Now this is the question that I am stuck on:
$c)$ $Given$ $that$ $the$ $conjugate$ $of$ $w$ $is$ $equal$ $to$ $w^2$ $,$ $find$ $the$ $conjugate$ $of$ $1+w$ $in$ $terms$ $of$ $w.$
So from my previous answers above
$$ w = {-1\over 2} + {\sqrt{3}\over 2}i$$
$$\overline{w} = {-1\over 2} - {\sqrt{3}\over 2}i = w^2 $$
$$ 1+w = {1\over 2} + {\sqrt{3}\over 2}i $$
How would I write this in terms of w?
To enlarge upon Nicky Hekster's and tharris's clues: $w^2+w+1 = 0$, so $w^2+1 = -w$. But $\overline{1+w} = 1+\overline{w}$ (this is true for any complex number $w$). By the hypothesis, that equals $1+w^2 = -w$.

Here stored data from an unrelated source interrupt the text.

//! Immutable view of the dashboard context.

use chrono::{DateTime, Utc};
use serde::Serialize;

use super::ContextError;
use crate::asset_health::Vibration;
use crate::config::defaults::DEFAULT_CARBON_WASTE_LBS_PER_HOUR;
use crate::types::TelemetryPayload;

/// Where the current vibration reading came from.
#[derive(Debug, Clone, Copy, PartialEq, Eq, Serialize)]
#[serde(rename_all = "snake_case")]
pub enum ReadingSource {
    /// Initial or reset value
    Default,
    /// Set by an operator through the API
    Manual,
    /// Delivered by the telemetry feed
    Telemetry,
}

/// Point-in-time copy of the shared context.
///
/// Views take a snapshot in and hand an updated snapshot back; the `with_*`
/// methods never mutate in place.
#[derive(Debug, Clone, PartialEq, Serialize)]
pub struct ContextSnapshot {
    pub current_vibration: Vibration,
    /// Excess emissions from the last twin evaluation (lbs CO2 / hr)
    pub carbon_waste: f64,
    pub source: ReadingSource,
    /// Last telemetry message accepted by the feed
    pub last_payload: Option<TelemetryPayload>,
    pub updated_at: DateTime<Utc>,
}

impl Default for ContextSnapshot {
    fn default() -> Self {
        Self {
            current_vibration: Vibration::DEFAULT,
            carbon_waste: DEFAULT_CARBON_WASTE_LBS_PER_HOUR,
            source: ReadingSource::Default,
            last_payload: None,
            updated_at: Utc::now(),
        }
    }
}

impl ContextSnapshot {
    pub fn vibration_rms(&self) -> f64 {
        self.current_vibration.rms()
    }

    pub fn with_vibration(&self, vibration: Vibration, source: ReadingSource) -> Self {
        Self {
            current_vibration: vibration,
            source,
            updated_at: Utc::now(),
            ..self.clone()
        }
    }

    /// # Errors
    ///
    /// Rejects negative or non-finite rates.
    pub fn with_carbon_waste(&self, lbs_per_hour: f64) -> Result<Self, ContextError> {
        if !lbs_per_hour.is_finite() || lbs_per_hour < 0.0 {
            return Err(ContextError::InvalidCarbonWaste(lbs_per_hour));
        }
        Ok(Self {
            carbon_waste: lbs_per_hour,
            updated_at: Utc::now(),
            ..self.clone()
        })
    }

    /// Accept a telemetry message: the reading becomes current and the payload is kept.
    ///
    /// # Errors
    ///
    /// Rejects payloads whose `vibration_rms` is not a valid reading.
    pub fn with_telemetry(&self, payload: TelemetryPayload) -> Result<Self, ContextError> {
        let vibration = Vibration::new(payload.vibration_rms)?;
        Ok(Self {
            current_vibration: vibration,
            source: ReadingSource::Telemetry,
            last_payload: Some(payload),
            updated_at: Utc::now(),
            ..self.clone()
        })
    }
}

#[cfg(test)]
mod tests {
    use super::*;

    fn payload(rms: f64) -> TelemetryPayload {
        TelemetryPayload {
            timestamp: 1_718_000_000.0,
            vibration_rms: rms,
            dominant_freq: "None (Noise Floor)".to_string(),
            status: "NORMAL".to_string(),
        }
    }

    #[test]
    fn test_defaults() {
        let snap = ContextSnapshot::default();
        assert!((snap.vibration_rms() - 0.05).abs() < f64::EPSILON);
        assert_eq!(snap.carbon_waste, 0.0);
        assert_eq!(snap.source, ReadingSource::Default);
        assert!(snap.last_payload.is_none());
    }

    #[test]
    fn test_with_vibration_leaves_original_untouched() {
        let original = ContextSnapshot::default();
        let updated = original.with_vibration(Vibration::new(0.42).unwrap(), ReadingSource::Manual);
        assert!((original.vibration_rms() - 0.05).abs() < f64::EPSILON);
        assert!((updated.vibration_rms() - 0.42).abs() < f64::EPSILON);
        assert_eq!(updated.source, ReadingSource::Manual);
    }

    #[test]
    fn test_carbon_waste_must_be_non_negative() {
        let snap = ContextSnapshot::default();
        assert!(snap.with_carbon_waste(-1.0).is_err());
        assert!(snap.with_carbon_waste(f64::NAN).is_err());
        let ok = snap.with_carbon_waste(5.74).unwrap();
        assert!((ok.carbon_waste - 5.74).abs() < f64::EPSILON);
    }

    #[test]
    fn test_with_telemetry_keeps_payload() {
        let snap = ContextSnapshot::default().with_telemetry(payload(0.61)).unwrap();
        assert_eq!(snap.source, ReadingSource::Telemetry);
        assert!((snap.vibration_rms() - 0.61).abs() < f64::EPSILON);
        assert_eq!(snap.last_payload.as_ref().map(|p| p.vibration_rms), Some(0.61));
    }

    #[test]
    fn test_with_telemetry_rejects_negative_reading() {
        assert!(ContextSnapshot::default().with_telemetry(payload(-0.2)).is_err());
    }
}
//! API route definitions
//!
//! - /api/v1/context - shared dashboard context
//! - /api/v1/evaluate - asset health evaluation of a single reading
//! - /api/v1/strategy - Hoshin Kanri cascade and X-Matrix
//! - /api/v1/twin - operational digital twin
//! - /api/v1/rca - RCA copilot and sustainment SOP
//! - /api/v1/telemetry/latest - last accepted telemetry message

use axum::{routing::{get, post}, Router};

use super::handlers::{self, DashboardState};

/// Create all versioned API routes
pub fn api_routes(state: DashboardState) -> Router {
    Router::new()
        .route("/context", get(handlers::get_context))
        .route("/context/vibration", post(handlers::set_vibration))
        .route("/context/reset", post(handlers::reset_context))
        .route("/evaluate", get(handlers::evaluate))
        .route("/strategy", get(handlers::get_strategy))
        .route("/strategy/x-matrix", post(handlers::generate_x_matrix))
        .route("/twin", get(handlers::get_twin))
        .route("/rca", get(handlers::get_rca))
        .route("/rca/sop", post(handlers::generate_sop))
        .route("/telemetry/latest", get(handlers::get_latest_telemetry))
        .with_state(state)
}

/// Health endpoint at root level
pub fn health_routes(state: DashboardState) -> Router {
    Router::new()
        .route("/health", get(handlers::health_check))
        .with_state(state)
}

#[cfg(test)]
mod tests {
    use super::*;
    use crate::context::SharedContext;
    use axum::body::Body;
    use axum::http::{Request, StatusCode};
    use std::sync::Arc;
    use tower::ServiceExt;

    fn create_test_state() -> DashboardState {
        DashboardState::from_config(Arc::new(SharedContext::new()))
    }

    async fn get_status(app: Router, uri: &str) -> StatusCode {
        app.oneshot(Request::builder().uri(uri).body(Body::empty()).unwrap())
            .await
            .unwrap()
            .status()
    }

    #[tokio::test]
    async fn test_health_route() {
        let app = health_routes(create_test_state());
        assert_eq!(get_status(app, "/health").await, StatusCode::OK);
    }

    #[tokio::test]
    async fn test_read_only_routes() {
        let state = create_test_state();
        for uri in ["/context", "/evaluate", "/strategy", "/twin", "/rca"] {
            let status = get_status(api_routes(state.clone()), uri).await;
            assert_eq!(status, StatusCode::OK, "GET {uri}");
        }
    }

    #[tokio::test]
    async fn test_telemetry_latest_without_feed() {
        let app = api_routes(create_test_state());
        assert_eq!(get_status(app, "/telemetry/latest").await, StatusCode::NOT_FOUND);
    }

    #[tokio::test]
    async fn test_sop_conflict_when_healthy() {
        let app = api_routes(create_test_state());
        let response = app
            .oneshot(
                Request::builder()
                    .method("POST")
                    .uri("/rca/sop")
                    .body(Body::empty())
                    .unwrap(),
            )
            .await
            .unwrap();
        assert_eq!(response.status(), StatusCode::CONFLICT);
    }
}
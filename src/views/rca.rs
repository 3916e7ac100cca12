//! RCA copilot: diagnostics and sustainment SOP for an alarming asset.

use anyhow::Result;
use serde::Serialize;
use tracing::info;

use super::format_reading;
use crate::asset_health::AssetHealthModel;
use crate::context::ContextSnapshot;
use crate::narrative::{NarrativeGenerator, SopDocument, SopRequest};
use crate::types::{FaultClassification, FmeaTable};

#[derive(Debug, Clone, Copy, PartialEq, Eq, Serialize)]
#[serde(rename_all = "snake_case")]
pub enum RcaStatus {
    Healthy,
    Alert,
}

#[derive(Debug, Clone, PartialEq, Serialize)]
pub struct RcaView {
    pub asset_id: String,
    pub vibration: f64,
    pub classification: FaultClassification,
    pub status: RcaStatus,
    pub message: String,
    /// Spectral analysis headline, alert only
    pub spectral_result: Option<String>,
    /// Step 1 diagnostics, alert only
    pub fmea: Option<FmeaTable>,
    /// Step 2: an SOP can be generated for this state
    pub sop_available: bool,
}

pub fn build_rca_view(snapshot: &ContextSnapshot, model: &AssetHealthModel, asset_id: &str) -> RcaView {
    let evaluation = model.evaluate_reading(snapshot.current_vibration);
    let reading = format_reading(evaluation.vibration);

    if !evaluation.is_alarm() {
        return RcaView {
            asset_id: asset_id.to_string(),
            vibration: evaluation.vibration,
            classification: evaluation.classification,
            status: RcaStatus::Healthy,
            message: format!(
                "Asset #{asset_id} is operating within normal parameters. \
                 Current Vibration: {reading} in/s. No active anomalies."
            ),
            spectral_result: None,
            fmea: None,
            sop_available: false,
        };
    }

    RcaView {
        asset_id: asset_id.to_string(),
        vibration: evaluation.vibration,
        classification: evaluation.classification,
        status: RcaStatus::Alert,
        message: format!(
            "{} ALERT: Vibration {reading} in/s detected on Asset #{asset_id}",
            evaluation.classification
        ),
        spectral_result: Some(format!(
            "Strong peak detected at {}.",
            evaluation.dominant_freq
        )),
        fmea: Some(evaluation.fmea_table),
        sop_available: true,
    }
}

/// Generate the sustainment SOP, or `None` when the asset is healthy.
///
/// # Errors
///
/// Propagates generator failures.
pub async fn generate_sop(
    snapshot: &ContextSnapshot,
    model: &AssetHealthModel,
    generator: &dyn NarrativeGenerator,
    asset_id: &str,
) -> Result<Option<SopDocument>> {
    let evaluation = model.evaluate_reading(snapshot.current_vibration);
    if !evaluation.is_alarm() {
        return Ok(None);
    }

    info!(
        asset = asset_id,
        generator = generator.generator_name(),
        classification = %evaluation.classification,
        "Generating sustainment SOP"
    );

    let request = SopRequest {
        asset_id: asset_id.to_string(),
        evaluation,
    };
    generator.generate_sop(&request).await.map(Some)
}
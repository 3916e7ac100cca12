//! Long-lived telemetry feed task.
//!
//! Owns a [`TelemetrySource`], applies accepted readings to the
//! [`SharedContext`] and publishes each accepted payload on a `watch` channel.
//! Stopped explicitly through its `CancellationToken`, or ends on its own when
//! the source reaches EOF or gives up reconnecting.

use std::sync::atomic::{AtomicU64, Ordering};
use std::sync::Arc;

use serde::Serialize;
use tokio::sync::watch;
use tokio::task::JoinHandle;
use tokio_util::sync::CancellationToken;
use tracing::{debug, error, info, warn};

use super::{decode_line, TelemetryError, TelemetrySource};
use crate::asset_health::{classify, Vibration};
use crate::context::SharedContext;
use crate::types::TelemetryPayload;

#[derive(Debug, Default)]
struct FeedCounters {
    received: AtomicU64,
    applied: AtomicU64,
    rejected: AtomicU64,
    ignored: AtomicU64,
    mismatches: AtomicU64,
}

/// Message counters for a feed.
#[derive(Debug, Clone, Copy, Default, PartialEq, Eq, Serialize)]
pub struct FeedStats {
    /// Lines read from the source
    pub received: u64,
    /// Readings written to the context
    pub applied: u64,
    /// Malformed lines and invalid readings
    pub rejected: u64,
    /// Valid messages on another topic
    pub ignored: u64,
    /// Applied readings whose reported status disagreed with the local model
    pub mismatches: u64,
}

impl FeedCounters {
    fn snapshot(&self) -> FeedStats {
        FeedStats {
            received: self.received.load(Ordering::Relaxed),
            applied: self.applied.load(Ordering::Relaxed),
            rejected: self.rejected.load(Ordering::Relaxed),
            ignored: self.ignored.load(Ordering::Relaxed),
            mismatches: self.mismatches.load(Ordering::Relaxed),
        }
    }
}

/// Handle to a running telemetry feed
pub struct TelemetryFeed {
    cancel: CancellationToken,
    handle: JoinHandle<()>,
    latest: watch::Receiver<Option<TelemetryPayload>>,
    counters: Arc<FeedCounters>,
}

impl TelemetryFeed {
    /// Spawn the feed task.
    ///
    /// `cancel` is typically a child of the process shutdown token.
    pub fn start<S>(
        source: S,
        context: Arc<SharedContext>,
        topic: impl Into<String>,
        cancel: CancellationToken,
    ) -> Self
    where
        S: TelemetrySource + 'static,
    {
        let (tx, rx) = watch::channel(None);
        let counters = Arc::new(FeedCounters::default());
        let worker = FeedWorker {
            context,
            topic: topic.into(),
            tx,
            counters: Arc::clone(&counters),
        };
        let handle = tokio::spawn(worker.run(source, cancel.clone()));

        Self {
            cancel,
            handle,
            latest: rx,
            counters,
        }
    }

    /// Receiver that observes every accepted payload.
    pub fn subscribe(&self) -> watch::Receiver<Option<TelemetryPayload>> {
        self.latest.clone()
    }

    pub fn stats(&self) -> FeedStats {
        self.counters.snapshot()
    }

    pub fn is_running(&self) -> bool {
        !self.handle.is_finished()
    }

    /// Cancel the task and wait for it to finish.
    pub async fn stop(self) -> FeedStats {
        self.cancel.cancel();
        self.join().await
    }

    /// Wait for the task to end on its own (EOF or reconnect exhausted).
    pub async fn join(self) -> FeedStats {
        if let Err(e) = self.handle.await {
            error!(error = %e, "Telemetry feed task panicked");
        }
        self.counters.snapshot()
    }
}

struct FeedWorker {
    context: Arc<SharedContext>,
    topic: String,
    tx: watch::Sender<Option<TelemetryPayload>>,
    counters: Arc<FeedCounters>,
}

impl FeedWorker {
    async fn run<S: TelemetrySource>(self, mut source: S, cancel: CancellationToken) {
        info!(source = source.source_name(), topic = %self.topic, "Telemetry feed started");

        loop {
            let next = tokio::select! {
                biased;
                () = cancel.cancelled() => {
                    info!("Telemetry feed cancelled");
                    break;
                }
                next = source.next_line() => next,
            };

            match next {
                Ok(Some(line)) => self.handle_line(&line),
                Ok(None) => {
                    info!(source = source.source_name(), "Telemetry source ended");
                    break;
                }
                Err(e) => {
                    error!(source = source.source_name(), error = %e, "Telemetry source failed, feed stopping");
                    break;
                }
            }
        }

        if let Err(e) = source.disconnect().await {
            warn!(error = %e, "Error disconnecting telemetry source");
        }

        let stats = self.counters.snapshot();
        info!(
            received = stats.received,
            applied = stats.applied,
            rejected = stats.rejected,
            ignored = stats.ignored,
            "Telemetry feed stopped"
        );
    }

    fn handle_line(&self, line: &str) {
        self.counters.received.fetch_add(1, Ordering::Relaxed);

        match self.accept(line) {
            Ok(Some(payload)) => {
                self.counters.applied.fetch_add(1, Ordering::Relaxed);
                self.tx.send_replace(Some(payload));
            }
            Ok(None) => {
                self.counters.ignored.fetch_add(1, Ordering::Relaxed);
            }
            Err(e) => {
                self.counters.rejected.fetch_add(1, Ordering::Relaxed);
                warn!(error = %e, "Rejected telemetry message, keeping last valid reading");
            }
        }
    }

    /// Decode, filter and apply one line. `Ok(None)` means another topic.
    fn accept(&self, line: &str) -> Result<Option<TelemetryPayload>, TelemetryError> {
        let envelope = decode_line(line)?;
        if envelope.topic != self.topic {
            debug!(topic = %envelope.topic, "Ignoring telemetry on unsubscribed topic");
            return Ok(None);
        }

        let payload = envelope.payload;
        let vibration = Vibration::new(payload.vibration_rms).map_err(crate::context::ContextError::from)?;
        let local = classify(vibration);

        match payload.reported_classification() {
            Some(reported) if reported != local => {
                self.counters.mismatches.fetch_add(1, Ordering::Relaxed);
                warn!(
                    vibration = payload.vibration_rms,
                    reported = %reported,
                    local = %local,
                    "Publisher classification disagrees with local model, using local"
                );
            }
            None => {
                warn!(status = %payload.status, "Unrecognised telemetry status, using local classification");
            }
            Some(_) => {}
        }

        self.context.apply_telemetry(payload.clone())?;
        debug!(vibration = payload.vibration_rms, classification = %local, "Applied telemetry reading");
        Ok(Some(payload))
    }
}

Note that (a) is more easily solved by observing that
$$ w^3-1 = (w-1)(w^2+w+1) $$
Since $w$ is a cube root of $1$, the LHS is $0$. Since $w \not= 1$ (I assume that's what you mean by a "complex cube root of $1$"), the first factor is not zero. Thus the second factor must be zero: $w^2+w+1 = 0$.
Finally, (b) can be solved by first seeing that $0 = w^2+w+1 = w^2+w(w^3)+1 = w^4+w^2+1$, so
$$ -1 = \frac{1}{-1} = \frac{1}{w^4+w^2} $$